Working with a Credit Center

Kòray is an area covered by mountainous woods that overlook the coastal town of Belans. It’s also the home of the most distant of the credit centers that Fonkoze’s Marigo office serves. A two-hour motorcycle trip takes you to the entrance to Belans, and then you turn uphill for another hard 45-minute ride. The center in Kòray has 64 members, divided into thirteen solidarity groups.

In one respect, it is one of the better-functioning credit centers that we work with: Though there are some delinquent loans, none is yet so far gone that it must be written off. We’d like to be optimistic about this center. It was founded when members of the community came all the way into Marigo to request that we bring credit to their neighborhood, and it’s hard to imagine what alternative borrowers in Kòray have to Fonkoze. Though there is a small savings and loan association down in Belans, such associations do not deliver loans to their borrowers’ doorsteps the way that Fonkoze does, and Belans is a long, steep, difficult hike from Kòray.
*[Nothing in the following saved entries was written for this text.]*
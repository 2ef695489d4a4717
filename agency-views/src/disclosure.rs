/*
 * Copyright 2025 Security Union LLC
 *
 * Licensed under either of
 *
 * * Apache License, Version 2.0
 *   (http://www.apache.org/licenses/LICENSE-2.0)
 * * MIT license
 *   (http://opensource.org/licenses/MIT)
 *
 * at your option.
 */

//! Single-open expand/collapse panel group (service listings).

#[derive(Debug, Clone, Default, PartialEq, Eq)]
pub struct Disclosure {
    expanded: Option<String>,
}

impl Disclosure {
    pub fn new() -> Self {
        Self::default()
    }

    /// Open `id`, or close it if it is already open. Opening one panel
    /// closes any other.
    pub fn toggle(&mut self, id: &str) {
        if self.is_expanded(id) {
            self.expanded = None;
        } else {
            self.expanded = Some(id.to_string());
        }
    }

    pub fn collapse(&mut self) {
        self.expanded = None;
    }

    pub fn is_expanded(&self, id: &str) -> bool {
        self.expanded.as_deref() == Some(id)
    }

    pub fn expanded(&self) -> Option<&str> {
        self.expanded.as_deref()
    }
}
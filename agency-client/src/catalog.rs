/*
 * Copyright 2025 Security Union LLC
 *
 * Licensed under either of
 *
 * * Apache License, Version 2.0
 *   (http://www.apache.org/licenses/LICENSE-2.0)
 * * MIT license
 *   (http://opensource.org/licenses/MIT)
 *
 * at your option.
 */

//! Named catalog endpoints, one pair per collection.

use agency_types::{Blog, Career, CaseStudy, Portfolio, Product, Service};

use crate::error::ApiError;
use crate::CatalogApiClient;

impl CatalogApiClient {
    /// Calls `GET /blogs`.
    pub async fn get_blogs(&self) -> Result<Vec<Blog>, ApiError> {
        self.list().await
    }

    /// Calls `GET /blogs/{id}`.
    pub async fn get_blog_by_id(&self, id: &str) -> Result<Blog, ApiError> {
        self.get(id).await
    }

    /// Calls `GET /portfolio`.
    pub async fn get_portfolios(&self) -> Result<Vec<Portfolio>, ApiError> {
        self.list().await
    }

    /// Calls `GET /portfolio/{id}`.
    pub async fn get_portfolio_by_id(&self, id: &str) -> Result<Portfolio, ApiError> {
        self.get(id).await
    }

    /// Calls `GET /products`.
    pub async fn get_products(&self) -> Result<Vec<Product>, ApiError> {
        self.list().await
    }

    /// Calls `GET /products/{id}`.
    pub async fn get_product_by_id(&self, id: &str) -> Result<Product, ApiError> {
        self.get(id).await
    }

    /// Calls `GET /services`.
    pub async fn get_services(&self) -> Result<Vec<Service>, ApiError> {
        self.list().await
    }

    /// Calls `GET /services/{id}`.
    pub async fn get_service_by_id(&self, id: &str) -> Result<Service, ApiError> {
        self.get(id).await
    }

    /// Calls `GET /case-studies`.
    pub async fn get_case_studies(&self) -> Result<Vec<CaseStudy>, ApiError> {
        self.list().await
    }

    /// Calls `GET /case-studies/{id}`.
    pub async fn get_case_study_by_id(&self, id: &str) -> Result<CaseStudy, ApiError> {
        self.get(id).await
    }

    /// Calls `GET /careers`.
    pub async fn get_careers(&self) -> Result<Vec<Career>, ApiError> {
        self.list().await
    }

    /// Calls `GET /careers/{id}`.
    pub async fn get_career_by_id(&self, id: &str) -> Result<Career, ApiError> {
        self.get(id).await
    }
}
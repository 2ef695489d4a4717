/*
 * Copyright 2025 Security Union LLC
 *
 * Licensed under either of
 *
 * * Apache License, Version 2.0
 *   (http://www.apache.org/licenses/LICENSE-2.0)
 * * MIT license
 *   (http://opensource.org/licenses/MIT)
 *
 * at your option.
 */

//! Newsletter and job application form state machines.
//!
//! Both forms move `Idle -> Submitting -> Succeeded | Failed`. Validation
//! happens before any request is made. A failed post is reported as
//! `Failed`, never as success.

use std::future::Future;

use agency_client::forms::encode_data_url;
use agency_client::{ApiError, FormSubmissionClient, SubmissionReceipt};
use agency_types::requests::{JobApplicationRequest, NewsletterSubscription};
use once_cell::sync::Lazy;
use thiserror::Error;

static EMAIL_RE: Lazy<regex::Regex> =
    Lazy::new(|| regex::Regex::new(r"^[^\s@]+@[^\s@]+\.[^\s@]+$").expect("valid regex"));

/// Loose shape check: something, `@`, something, `.`, something.
pub fn is_valid_email(email: &str) -> bool {
    EMAIL_RE.is_match(email)
}

/// The seam between forms and the forms endpoint.
pub trait FormSubmitter {
    fn submit_newsletter(
        &self,
        subscription: &NewsletterSubscription,
    ) -> impl Future<Output = Result<SubmissionReceipt, ApiError>> + Send;

    fn submit_job_application(
        &self,
        application: &JobApplicationRequest,
    ) -> impl Future<Output = Result<SubmissionReceipt, ApiError>> + Send;
}

impl FormSubmitter for FormSubmissionClient {
    fn submit_newsletter(
        &self,
        subscription: &NewsletterSubscription,
    ) -> impl Future<Output = Result<SubmissionReceipt, ApiError>> + Send {
        FormSubmissionClient::submit_newsletter(self, subscription)
    }

    fn submit_job_application(
        &self,
        application: &JobApplicationRequest,
    ) -> impl Future<Output = Result<SubmissionReceipt, ApiError>> + Send {
        FormSubmissionClient::submit_job_application(self, application)
    }
}

/// User-facing form failures. The `Display` text is shown verbatim.
#[derive(Debug, Error, Clone, PartialEq, Eq)]
pub enum FormError {
    #[error("Please enter a valid email address.")]
    InvalidEmail,
    #[error("Please fill in your {0}.")]
    MissingField(&'static str),
    #[error("This email is already subscribed.")]
    AlreadySubscribed,
    #[error("We couldn't send your submission. Please try again.")]
    SubmissionFailed,
}

#[derive(Debug, Clone, PartialEq, Eq, Default)]
pub enum FormPhase {
    #[default]
    Idle,
    Submitting,
    Succeeded,
    Failed(FormError),
}

#[derive(Debug, Clone, Default)]
pub struct NewsletterForm {
    email: String,
    phase: FormPhase,
    subscribed: bool,
}

impl NewsletterForm {
    pub fn new() -> Self {
        Self::default()
    }

    pub fn email(&self) -> &str {
        &self.email
    }

    pub fn phase(&self) -> &FormPhase {
        &self.phase
    }

    /// Whether this form has already completed a subscription.
    pub fn is_subscribed(&self) -> bool {
        self.subscribed
    }

    /// Edit the address. Clears a previous failure message.
    pub fn set_email(&mut self, email: impl Into<String>) {
        self.email = email.into();
        if matches!(self.phase, FormPhase::Failed(_)) {
            self.phase = FormPhase::Idle;
        }
    }

    /// Close the success notice. The form stays subscribed.
    pub fn dismiss(&mut self) {
        if self.phase == FormPhase::Succeeded {
            self.phase = FormPhase::Idle;
        }
    }

    /// Submit the current address.
    ///
    /// Does nothing once subscribed or while a submission is in flight.
    pub async fn submit<S: FormSubmitter>(&mut self, submitter: &S) -> Result<(), FormError> {
        if self.subscribed || self.phase == FormPhase::Submitting {
            return Ok(());
        }
        if !is_valid_email(&self.email) {
            return self.fail(FormError::InvalidEmail);
        }

        self.phase = FormPhase::Submitting;
        let subscription = NewsletterSubscription::new(self.email.clone());
        match submitter.submit_newsletter(&subscription).await {
            Ok(receipt) if receipt.already_subscribed => self.fail(FormError::AlreadySubscribed),
            Ok(_) => {
                self.subscribed = true;
                self.email.clear();
                self.phase = FormPhase::Succeeded;
                Ok(())
            }
            Err(err) => {
                log::warn!("newsletter submission failed: {err}");
                self.fail(FormError::SubmissionFailed)
            }
        }
    }

    fn fail(&mut self, error: FormError) -> Result<(), FormError> {
        self.phase = FormPhase::Failed(error.clone());
        Err(error)
    }
}

/// A file attached to an application.
#[derive(Debug, Clone, PartialEq, Eq)]
pub struct ResumeAttachment {
    pub file_name: String,
    pub mime: String,
    pub bytes: Vec<u8>,
}

impl ResumeAttachment {
    pub fn to_data_url(&self) -> String {
        encode_data_url(&self.mime, &self.bytes)
    }
}

#[derive(Debug, Clone)]
pub struct JobApplicationForm {
    job_title: String,
    pub name: String,
    pub email: String,
    pub portfolio: String,
    resume: Option<ResumeAttachment>,
    phase: FormPhase,
}

impl JobApplicationForm {
    pub fn new(job_title: impl Into<String>) -> Self {
        Self {
            job_title: job_title.into(),
            name: String::new(),
            email: String::new(),
            portfolio: String::new(),
            resume: None,
            phase: FormPhase::Idle,
        }
    }

    pub fn job_title(&self) -> &str {
        &self.job_title
    }

    pub fn phase(&self) -> &FormPhase {
        &self.phase
    }

    pub fn resume(&self) -> Option<&ResumeAttachment> {
        self.resume.as_ref()
    }

    pub fn attach_resume(&mut self, resume: ResumeAttachment) {
        self.resume = Some(resume);
    }

    /// Send the application once. Later calls after success are no-ops.
    pub async fn submit<S: FormSubmitter>(&mut self, submitter: &S) -> Result<(), FormError> {
        if matches!(self.phase, FormPhase::Submitting | FormPhase::Succeeded) {
            return Ok(());
        }
        if self.name.trim().is_empty() {
            return self.fail(FormError::MissingField("name"));
        }
        if !is_valid_email(&self.email) {
            return self.fail(FormError::InvalidEmail);
        }

        self.phase = FormPhase::Submitting;
        let application = JobApplicationRequest::new(
            self.name.trim(),
            self.email.clone(),
            self.portfolio.clone(),
            self.job_title.clone(),
            self.resume
                .as_ref()
                .map(ResumeAttachment::to_data_url)
                .unwrap_or_default(),
        );
        match submitter.submit_job_application(&application).await {
            Ok(_) => {
                self.phase = FormPhase::Succeeded;
                Ok(())
            }
            Err(err) => {
                log::warn!("job application for {} failed: {err}", self.job_title);
                self.fail(FormError::SubmissionFailed)
            }
        }
    }

    fn fail(&mut self, error: FormError) -> Result<(), FormError> {
        self.phase = FormPhase::Failed(error.clone());
        Err(error)
    }
}
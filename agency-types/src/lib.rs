/*
 * Copyright 2025 Security Union LLC
 *
 * Licensed under either of
 *
 * * Apache License, Version 2.0
 *   (http://www.apache.org/licenses/LICENSE-2.0)
 * * MIT license
 *   (http://opensource.org/licenses/MIT)
 *
 * at your option.
 */

//! Shared API types for the agency site catalog backend.
//!
//! This crate defines the API contract between the catalog backend and its
//! consumers (the REST client, the view layer, integration tests).
//! It is intentionally framework-agnostic: no HTTP client, no UI types.

pub mod catalog;
pub mod requests;
pub mod resource;
pub mod responses;

pub use catalog::{Blog, Career, CaseStudy, CatalogItem, Portfolio, Product, Service};
pub use resource::{Resource, ResourceRequest};
pub use responses::{ApiResponse, OneOrMany};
But there are problems with the way the center is functioning, and they are similar to the ones that are everywhere in the Marigo branch. Borrowers are irregular about coming to meetings. The meetings are held twice each month. At one, a borrower will pay her monthly installment on her loan. At the other, there is a discussion of issues related to their loans, their businesses, their community, or generally their lives.

Fonkoze requires attendance at both meetings. In a country where all forms of communication at a distance are unreliable, it is essential that we regularly see all our borrowers face-to-face. What’s more, doing banking transactions in a center meeting if front of all a center’s members is a key piece of ensuring the transparency of the process. All exchanges of money take place in front of multiple witnesses. Finally, and perhaps most importantly, collecting repayments in the center gives members the chance to ask for and receive each other’s help. A member who is short can go to other members for a loan to complete her repayment and, so, avoid a lateness penalty.

But many of the borrowers in Kòray, like those elsewhere, have settled into the belief that the meetings are optional. If they are not receiving a loan and they have no repayment to make, they don’t come. Even if they do have a repayment, they might decide to send the money with someone else.

This is neither dishonesty nor laziness. It’s not that they are failing to live up to their agreements in any blameworthy sense. It is, rather, their sound business sense, shrewd and hard, looking at the immediate consequences of various ways they could choose to manage their affairs. These women make the money that feeds their children by taking to the street, buying and selling sugar or shampoo or cabbage or sandals or charcoal or perfume: whatever it is they each deal in. Many of the women at a center like the one in Kòray are only intermittently even at home. Their businesses have them traveling between Kòray and Port au Prince, and they might spend more time in the capital than in the place where they nominally reside.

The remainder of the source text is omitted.